3 points by davemel37 on Dec 20, 2013 | hide | past | favorite | 2 comments
I was reading through the discussions here on HN about Buffer's open salaries.

The two sides are. a)open is good and creates a fair environment. or b) open is bad because human nature will get involved and things will get ugly...

This is fundamentally the difference between democrats and republicans. Democrats have a positive perspective of an idealistic world, and republicans say, we have to face facts and acknowledge human natures role.

Same goes for pretty much every disagreement I can find. One side has an optimistic perspective, with short term results in mind and the other has the long game in mind, and wants to account for all the horrible things that might happen...

I am not saying one is right or wrong, although I certainly have my own personal opinion...

I just wonder if most theoretical, and political disagreements are all fundamentally about the same thing...

Whether we are short term optimistic thinkers, or long term pessimistic thinkers.

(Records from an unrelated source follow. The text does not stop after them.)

//! The evaluation engine contract

use std::fs;
use std::io::Write;
use std::path::Path;

use crate::error::EvalFault;
use crate::handler::{self, Diagnostic};
use crate::scope::Scope;
use crate::value::Value;

/// Everything an engine may touch while one fragment evaluates.
///
/// The window is assembled by the execution core: scope comes in by
/// value from the shell, the receiver was resolved once when the loop
/// was built, and anything the fragment prints lands in the core's
/// output sink.
pub struct EvalWindow<'a> {
    /// Bindings visible to the fragment; mutations survive only if the
    /// evaluation succeeds.
    pub scope: &'a mut Scope,

    /// The bound receiver, when one is configured.
    pub receiver: Option<&'a Value>,

    /// Destination for the fragment's output.
    pub output: &'a mut dyn Write,
}

/// A fragment evaluator.
///
/// Engines are deliberately unaware of the loop around them: they see
/// one fragment and one window at a time. Raw failures escape as
/// [`EvalFault`] and are normalized exactly once, by the caller.
pub trait Engine {
    /// Evaluate one fragment inside the given window.
    fn eval(&mut self, source: &str, window: &mut EvalWindow<'_>) -> Result<Value, EvalFault>;

    /// Run one include file inside the given window.
    ///
    /// The default reads the file and evaluates its contents. An
    /// unreadable file raises a warning-severity diagnostic, which
    /// escalates or defers according to the active threshold; when it
    /// defers, the include evaluates to `Null` and loading moves on.
    fn include(&mut self, path: &Path, window: &mut EvalWindow<'_>) -> Result<Value, EvalFault> {
        let source = match fs::read_to_string(path) {
            Ok(source) => source,
            Err(err) => {
                handler::raise(Diagnostic::warning(format!(
                    "failed to read include {}: {}",
                    path.display(),
                    err
                )))?;
                return Ok(Value::Null);
            }
        };
        self.eval(&source, window)
    }

    /// Whether evaluation should run against the shell's bound object.
    ///
    /// An engine that cannot support receiver binding, kept around for a
    /// constrained legacy embedding, answers false here; the loop then
    /// never resolves a receiver, regardless of what the shell offers.
    fn binds_receiver(&self) -> bool {
        true
    }
}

First, I wouldn't equate those positions with US political parties: consider their views on climate change, for example.

Second, some arguments are about the nature of human nature. If you think it is human nature to give everyone a fair chance, you will conclude that most programmers being male must be because men are generally better at or more interested in programming than are women. If you think it is human nature that there are no great cognitive differences between men and women, at least when it comes to programming, you will conclude that women are being discouraged or otherwise being unfairly held back from becoming programmers.


Human nature isn't the same for everyone, think about fight or flight reaction. So some people demonstrate violently, and others peacefully.

I think the people who have a long-term pessimistic opinion are only that way because they perceive what humanity is based on their own predispositions. Same is true for long-term optimistic perspective (even though that was omitted as a choice in original post).

Being short-sighted or having a long term perspective aren't coupled with optimism/pessimism. And politically both parties participate in both - most people only care about unemployment within next couple of years, not unemployment for next 70 years, so politicians have to cater to us, and they are conflicting solutions.